No entanto, em conversa com a Rede Peteca – Chega de Trabalho Infantil, Isa de Oliveira, secretária-executiva do FNPETI, diz que não houve redução no recorte de 5 a 9 anos. “O trabalho infantil aumentou pelo segundo ano consecutivo nesta faixa etária”, explica.

Em 2015, foram registrados 79 mil casos, 12,3% a mais que em 2014, quando havia 70 mil crianças desta idade trabalhando. Em 2013, eram 61 mil.

“De 2006 a 2013, o grupo apresentou maior porcentual de redução. Na época, isso nos levou ao prognóstico que seria possível acabar com o trabalho infantil, mas os últimos números realmente trazem uma informação preocupante”, comenta Isa, também parceira da Rede Peteca.

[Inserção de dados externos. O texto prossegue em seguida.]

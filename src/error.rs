//! Error types for the cache service
//!
//! Provides unified error handling using thiserror.

use axum::{
    http::StatusCode,
    response::{IntoResponse, Response},
    Json,
};
use serde_json::json;
use thiserror::Error;

// == Cache Error Enum ==
/// Unified error type for the cache service.
#[derive(Error, Debug)]
pub enum CacheError {
    /// Store unreachable, refused, timed out or failed its liveness probe
    #[error("Connection error: {0}")]
    Connection(String),

    /// Store settings are unusable, e.g. a malformed URL; never retried
    #[error("Configuration error: {0}")]
    Config(String),

    /// A command against a connected store failed
    #[error("Store error: {0}")]
    Store(String),

    /// Cached payload could not be encoded or decoded
    #[error("Serialization error: {0}")]
    Serialization(String),

    /// Invalid request data
    #[error("Invalid request: {0}")]
    InvalidRequest(String),

    /// Content source fetch failed
    #[error("Source error: {0}")]
    Source(String),

    /// Internal server error
    #[error("Internal error: {0}")]
    Internal(String),
}

impl From<redis::RedisError> for CacheError {
    fn from(err: redis::RedisError) -> Self {
        if err.is_connection_refusal() || err.is_connection_dropped() || err.is_timeout() {
            CacheError::Connection(err.to_string())
        } else {
            CacheError::Store(err.to_string())
        }
    }
}

impl From<serde_json::Error> for CacheError {
    fn from(err: serde_json::Error) -> Self {
        CacheError::Serialization(err.to_string())
    }
}

impl From<reqwest::Error> for CacheError {
    fn from(err: reqwest::Error) -> Self {
        CacheError::Source(err.to_string())
    }
}

// == IntoResponse Implementation ==
impl IntoResponse for CacheError {
    fn into_response(self) -> Response {
        let (status, body) = match &self {
            CacheError::InvalidRequest(msg) => {
                (StatusCode::BAD_REQUEST, json!({ "error": msg }))
            }
            other => (
                StatusCode::INTERNAL_SERVER_ERROR,
                json!({
                    "error": "Internal server error",
                    "details": other.to_string()
                }),
            ),
        };

        (status, Json(body)).into_response()
    }
}

impl CacheError {
    /// Whether another connect attempt could succeed.
    pub fn is_retryable(&self) -> bool {
        !matches!(self, CacheError::Config(_))
    }
}

// == Result Type Alias ==
/// Convenience Result type for the cache service.
pub type Result<T> = std::result::Result<T, CacheError>;

#[cfg(test)]
mod tests {
    use super::*;

    #[test]
    fn test_invalid_request_is_bad_request() {
        let response = CacheError::InvalidRequest("nope".to_string()).into_response();
        assert_eq!(response.status(), StatusCode::BAD_REQUEST);
    }

    #[test]
    fn test_store_error_is_internal() {
        let response = CacheError::Store("boom".to_string()).into_response();
        assert_eq!(response.status(), StatusCode::INTERNAL_SERVER_ERROR);
    }

    #[test]
    fn test_serde_error_maps_to_serialization() {
        let err = serde_json::from_str::<u32>("not json").unwrap_err();
        assert!(matches!(CacheError::from(err), CacheError::Serialization(_)));
    }

    #[test]
    fn test_only_config_errors_are_final() {
        assert!(!CacheError::Config("bad url".to_string()).is_retryable());
        assert!(CacheError::Connection("refused".to_string()).is_retryable());
    }
}
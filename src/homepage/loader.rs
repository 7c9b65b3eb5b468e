//! Read-through loading of the homepage content.
//!
//! The three cached lists are served only when all of them hit. A single
//! miss refetches all three from the source and writes each successful
//! fetch back with its own TTL.

use std::sync::Arc;

use serde::Serialize;
use serde_json::Value;
use tracing::{debug, info, warn};

use crate::cache::PageCache;
use crate::error::Result;
use crate::homepage::source::ContentSource;

#[derive(Debug, Clone, PartialEq, Serialize)]
pub struct HomepageData {
    pub testimonials: Vec<Value>,
    pub faq: Vec<Value>,
    pub course_levels: Vec<Value>,
    /// `true` when every list came from the cache
    pub cached: bool,
}

impl HomepageData {
    pub fn empty() -> Self {
        Self {
            testimonials: Vec::new(),
            faq: Vec::new(),
            course_levels: Vec::new(),
            cached: false,
        }
    }
}

#[derive(Clone)]
pub struct HomepageLoader {
    page: PageCache,
    source: Arc<dyn ContentSource>,
    testimonial_limit: usize,
}

impl HomepageLoader {
    pub fn new(page: PageCache, source: Arc<dyn ContentSource>, testimonial_limit: usize) -> Self {
        Self {
            page,
            source,
            testimonial_limit,
        }
    }

    /// Loads the homepage content, from cache when complete.
    ///
    /// Fetch failures become empty lists. The only error returned is a
    /// connection fault under the throwing fault policy.
    pub async fn load(&self) -> Result<HomepageData> {
        let (testimonials, faq, course_levels) = tokio::join!(
            self.page.get_testimonials::<Vec<Value>>(),
            self.page.get_faq::<Vec<Value>>(),
            self.page.get_course_levels::<Vec<Value>>(),
        );

        if let (Some(testimonials), Some(faq), Some(course_levels)) =
            (testimonials?, faq?, course_levels?)
        {
            debug!("Serving homepage content from cache");
            return Ok(HomepageData {
                testimonials,
                faq,
                course_levels,
                cached: true,
            });
        }

        info!("Homepage cache miss, fetching fresh content");
        let (testimonials, faq, course_levels) = tokio::join!(
            self.source.fetch_testimonials(self.testimonial_limit),
            self.source.fetch_faq(),
            self.source.fetch_course_levels(),
        );

        let testimonials = match testimonials {
            Ok(rows) => {
                self.page.set_testimonials(&rows, None).await?;
                rows
            }
            Err(e) => {
                warn!(error = %e, "Failed to fetch testimonials");
                Vec::new()
            }
        };

        let faq = match faq {
            Ok(rows) => {
                self.page.set_faq(&rows, None).await?;
                rows
            }
            Err(e) => {
                warn!(error = %e, "Failed to fetch FAQ");
                Vec::new()
            }
        };

        let course_levels = match course_levels {
            Ok(rows) => {
                self.page.set_course_levels(&rows, None).await?;
                rows
            }
            Err(e) => {
                warn!(error = %e, "Failed to fetch course levels");
                Vec::new()
            }
        };

        Ok(HomepageData {
            testimonials,
            faq,
            course_levels,
            cached: false,
        })
    }
}
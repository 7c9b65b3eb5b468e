//! Session storage.

use serde::de::DeserializeOwned;
use serde::Serialize;

use crate::cache::client::{CacheClient, Degrade};
use crate::cache::keys;
use crate::config::TtlPolicy;
use crate::error::Result;

/// Facade over the `session:*` key space; entries default to one day.
#[derive(Debug, Clone)]
pub struct SessionCache {
    client: CacheClient,
    ttl: u64,
}

impl SessionCache {
    pub fn new(client: CacheClient, ttl: &TtlPolicy) -> Self {
        Self {
            client,
            ttl: ttl.session,
        }
    }

    pub async fn set_session<T: Serialize + ?Sized>(
        &self,
        session_id: &str,
        user_data: &T,
        ttl: Option<u64>,
    ) -> Result<()> {
        self.client
            .set_json(keys::session(session_id), user_data, ttl.unwrap_or(self.ttl))
            .await
    }

    pub async fn get_session<T: DeserializeOwned>(&self, session_id: &str) -> Result<Option<T>> {
        self.client.get_json(keys::session(session_id)).await
    }

    pub async fn delete_session(&self, session_id: &str) -> Result<()> {
        self.client
            .delete_keys(vec![keys::session(session_id)], Degrade::Fallback)
            .await
            .map(|_| ())
    }
}
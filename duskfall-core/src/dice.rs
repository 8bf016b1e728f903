//! Randomness seam for the engine.
//!
//! Every probabilistic decision in the game flows through the [`Dice`]
//! trait: one uniform `[0,1)` source and one inclusive integer-range
//! source. Production code uses [`SeededDice`]; tests use the scripted
//! implementation in [`crate::testing`].

use rand::rngs::StdRng;
use rand::{Rng, SeedableRng};

/// The two random sources the engine uses.
pub trait Dice {
    /// A uniform draw in `[0, 1)`.
    fn uniform(&mut self) -> f64;

    /// A uniform integer in `[lo, hi]` (inclusive).
    fn range(&mut self, lo: i32, hi: i32) -> i32;

    /// True with probability `p`.
    fn chance(&mut self, p: f64) -> bool {
        self.uniform() < p
    }
}

/// `rand`-backed dice, seedable for reproducible runs.
pub struct SeededDice {
    rng: StdRng,
}

impl SeededDice {
    /// Deterministic dice from a fixed seed.
    pub fn seeded(seed: u64) -> Self {
        Self {
            rng: StdRng::seed_from_u64(seed),
        }
    }

    /// Dice seeded from OS entropy.
    pub fn from_entropy() -> Self {
        Self {
            rng: StdRng::from_entropy(),
        }
    }
}

impl Dice for SeededDice {
    fn uniform(&mut self) -> f64 {
        self.rng.gen::<f64>()
    }

    fn range(&mut self, lo: i32, hi: i32) -> i32 {
        if lo >= hi {
            return lo;
        }
        self.rng.gen_range(lo..=hi)
    }
}

/// Pick a uniformly random element of a non-empty slice.
pub fn pick<'a, T>(dice: &mut dyn Dice, items: &'a [T]) -> &'a T {
    debug_assert!(!items.is_empty());
    let idx = dice.range(0, items.len() as i32 - 1) as usize;
    &items[idx]
}

/// Pick an element with integer weights (the classic roulette wheel).
///
/// Weights must not all be zero.
pub fn pick_weighted<'a, T>(dice: &mut dyn Dice, items: &'a [(T, u32)]) -> &'a T {
    let total: u32 = items.iter().map(|(_, w)| w).sum();
    debug_assert!(total > 0);
    let mut roll = dice.range(0, total as i32 - 1) as u32;
    for (item, weight) in items {
        if roll < *weight {
            return item;
        }
        roll -= weight;
    }
    // Unreachable for well-formed weights; fall back to the last entry.
    &items[items.len() - 1].0
}

#[cfg(test)]
mod tests {
    use super::*;

    #[test]
    fn seeded_dice_are_reproducible() {
        let mut a = SeededDice::seeded(7);
        let mut b = SeededDice::seeded(7);
        for _ in 0..32 {
            assert_eq!(a.range(0, 100), b.range(0, 100));
        }
        let (ua, ub) = (a.uniform(), b.uniform());
        assert_eq!(ua, ub);
    }

    #[test]
    fn uniform_stays_in_unit_interval() {
        let mut dice = SeededDice::seeded(1);
        for _ in 0..1000 {
            let u = dice.uniform();
            assert!((0.0..1.0).contains(&u));
        }
    }

    #[test]
    fn range_is_inclusive() {
        let mut dice = SeededDice::seeded(2);
        let mut saw_lo = false;
        let mut saw_hi = false;
        for _ in 0..2000 {
            let v = dice.range(0, 4);
            assert!((0..=4).contains(&v));
            saw_lo |= v == 0;
            saw_hi |= v == 4;
        }
        assert!(saw_lo && saw_hi);
    }

    #[test]
    fn degenerate_range_returns_lo() {
        let mut dice = SeededDice::seeded(3);
        assert_eq!(dice.range(5, 5), 5);
        assert_eq!(dice.range(5, 4), 5);
    }

    #[test]
    fn weighted_pick_respects_zero_weight() {
        let mut dice = SeededDice::seeded(4);
        let table = [("common", 5u32), ("never", 0u32)];
        for _ in 0..200 {
            assert_eq!(*pick_weighted(&mut dice, &table), "common");
        }
    }
}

Confira entrevista completa:

Quais são os maiores destaques da pesquisa?

Um dado relevante é que não houve redução, no recorte dos 5 a 9 anos. O trabalho infantil aumentou pelo segundo ano consecutivo nesta faixa etária. De 2006 a 2013, o grupo apresentou maior porcentual de redução. Na época, isso nos levou ao prognóstico que seria possível acabar com essa exploração, mas os últimos números realmente trazem uma informação preocupante.

O importante dado motiva uma reflexão séria. Políticas públicas devem priorizar esta faixa etária, pois dois aumentos seguidos já são indicadores fortes de que a educação e assistência devem fazer uma análise e definir ações no sentido de reverter a tendência de aumento.

O que representa a diminuição, nos números gerais?

Temos de comemorar quando há redução, assim como denunciamos quando há aumento. Adolescentes foram retirados do trabalho infantil e não há indicativos que isso tenha relação com a Lei de Aprendizagem, mas é preciso aguardar os dados coletados em 2016. Pode ser que o cenário se altere, pois muitos acreditam que o trabalho infantil aumenta em tempos de crise, com a redução dos postos de trabalho, mas por enquanto isso não aconteceu.

Qual é o perfil das crianças que trabalham?

Há forte indicação que essas crianças trabalhem com suas próprias famílias. Quando fazemos o recorte de 5 a 14 anos, percebemos aumento de percentual de crianças que trabalham no campo. Em 2014, eram 55,6%. Em 2015, o número foi para 56,5%.

Evidentemente encontramos crianças em centros urbanos, nas ruas. Seja qual for a situação, é inaceitável que elas trabalhem e sejam expostas a tantos riscos para o pleno desenvolvimento, saúde, segurança e aliciamento ao crime organizado.

Como podemos fazer a avaliação regionalmente?

Houve uma redução no Nordeste, no Norte e no Sul, embora o Sul mantenha o percentual mais elevado, acima da média nacional. O perfil da criança que trabalha na região, assim como em todo o Brasil, é mais pobre, que não frequenta a escola. Além disso, há valores culturais muito fortes, que naturalizam o trabalho infantil, não aceitando que é realmente proibido. Políticas públicas e assistência às famílias precisam funcionar para que a situação não permaneça.

A PNAD 2015

Os dados da PNAD 2015 apontaram a diminuição de 48,91% do trabalho infantil no Ceará, entre 2014 e 2015. Foi o Estado que mais reduziu o trabalho infantil no período, mantendo a tendência de queda acima da média nacional, verificada nos últimos seis anos.

De acordo com o procurador-chefe da Procuradoria Regional do Trabalho no Ceará, Antonio de Oliveira Lima, o projeto MPT na Escola foi um dos responsáveis pelo avanço. Desenvolvida pelo Ministério Público do Trabalho, a iniciativa visa conscientizar a sociedade por meio da comunidade escolar, romper barreiras culturais, mitos e fortalecer o Sistema de Garantia dos Direitos da Criança e do Adolescente.

“Quando começamos, em 2009, o Ceará tinha o quinto maior índice do Brasil. Hoje estamos em 24º, perdendo apenas para Rio de Janeiro, Brasília e Amapá”, explica o procurador. “Se fomos o primeiro Estado a libertar os escravos, podemos ser também o primeiro a abolir o trabalho infantil.”